Comme dans tous les cas de burn-out, il souligne également la survenue d’un élément déclencheur provoquant un « effondrement émotionnel ». Vient alors la phase de reconstruction illustrée par nos trois interviewés : du repos pour récupérer sa santé physique, du sport, de la méditation, du coaching et des séances de psy. « C’est essentiel d’avoir plein de choses à côté de son travail afin de pouvoir prendre davantage de recul sur sa fonction, et aussi avoir le courage de dire non quand on n’est pas d’accord, quitte à quitter l’entreprise », souligne le psychiatre.

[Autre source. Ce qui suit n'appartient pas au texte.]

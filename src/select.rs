//! Process selection — deterministic scoring over the registry
//!
//! Replaces "pick the first loaded" with an explicit rule: score every
//! registered process against the context, highest score wins, ties
//! break toward earliest load order. Identical context and registry
//! (same load order) always select the same process.

use crate::context::GenerationContext;
use crate::error::{Error, Result};
use crate::process::{ProcessRegistry, ThinkingProcess};

/// Weight for an exact framework match
const FRAMEWORK_WEIGHT: f64 = 2.0;

/// Weight for an exact language match
const LANGUAGE_WEIGHT: f64 = 1.0;

/// Select the best-matching process for a context.
///
/// Errors with [`Error::NoProcessAvailable`] when the registry is empty.
pub fn select<'r>(
    context: &GenerationContext,
    registry: &'r ProcessRegistry,
) -> Result<&'r ThinkingProcess> {
    let mut best: Option<(&ThinkingProcess, f64)> = None;

    for process in registry.iter() {
        let score = score(process, context);
        tracing::debug!(process = %process.id, score, "scored thinking process");

        // Strictly-greater comparison keeps the earliest-loaded process
        // on ties.
        match best {
            Some((_, best_score)) if score <= best_score => {}
            _ => best = Some((process, score)),
        }
    }

    best.map(|(process, _)| process)
        .ok_or(Error::NoProcessAvailable)
}

/// Score one process against a context.
///
/// Exact framework match counts double an exact language match; the
/// fraction of context patterns the process references adds up to one
/// more point.
pub fn score(process: &ThinkingProcess, context: &GenerationContext) -> f64 {
    let mut score = 0.0;

    if !context.framework.is_empty()
        && process.meta.framework.as_deref() == Some(context.framework.as_str())
    {
        score += FRAMEWORK_WEIGHT;
    }

    if process.meta.language.as_deref() == Some(context.language.as_str()) {
        score += LANGUAGE_WEIGHT;
    }

    if !context.patterns.is_empty() {
        let matched = context
            .patterns
            .iter()
            .filter(|id| references_pattern(process, id))
            .count();
        score += matched as f64 / context.patterns.len() as f64;
    }

    score
}

fn references_pattern(process: &ThinkingProcess, id: &str) -> bool {
    process.meta.patterns.iter().any(|p| p == id)
        || process.steps.iter().any(|step| step.contains(id))
}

Une prise de recul qui a été salutaire pour Stéphane, qui a été à nouveau confronté à une forme de désalignement avec son nouvel employeur, et a décidé de partir pour s’offrir une pause et réfléchir à la suite. « Il est fondamental de ne plus jamais travestir mes valeurs, sinon je sais que je vais aller vers une forme d’autodestruction. Et puis, je me dis souvent que je ne sauve pas des vies », confie-t-il. Il tire aussi de précieux enseignements de son burn-out : en l’ayant lui-même vécu, il est devenu beaucoup plus alerte sur les signaux pouvant apparaître chez ses collaborateurs.
Quant à Myriam et Marie, toutes deux ont décidé de se tourner vers le travail indépendant afin de se protéger des débordements qu’elles ont pu vivre, et créer une relation d’égal à égal avec la Direction pour ne plus être de simples pions. « Je vois beaucoup de patients qui se lancent à leur compte ou montent leur entreprise après un burn-out. C’est certes beaucoup de travail, mais ils ne subissent plus ces injonctions paradoxales qui les faisaient tant souffrir », pointe le psychiatre. Enfin, nos interlocuteurs soulignent tous l’importance d’ouvrir un espace d’écoute pour les RH à l’extérieur de l’entreprise, qu’il s’agisse d’une solution d’accompagnement avec des psychologues, de cercles de parole entre RH, ou encore en confiant la gestion des RH internes à des cabinets externes.
Interview réalisée par Paulina Jonqueres d’Oriola.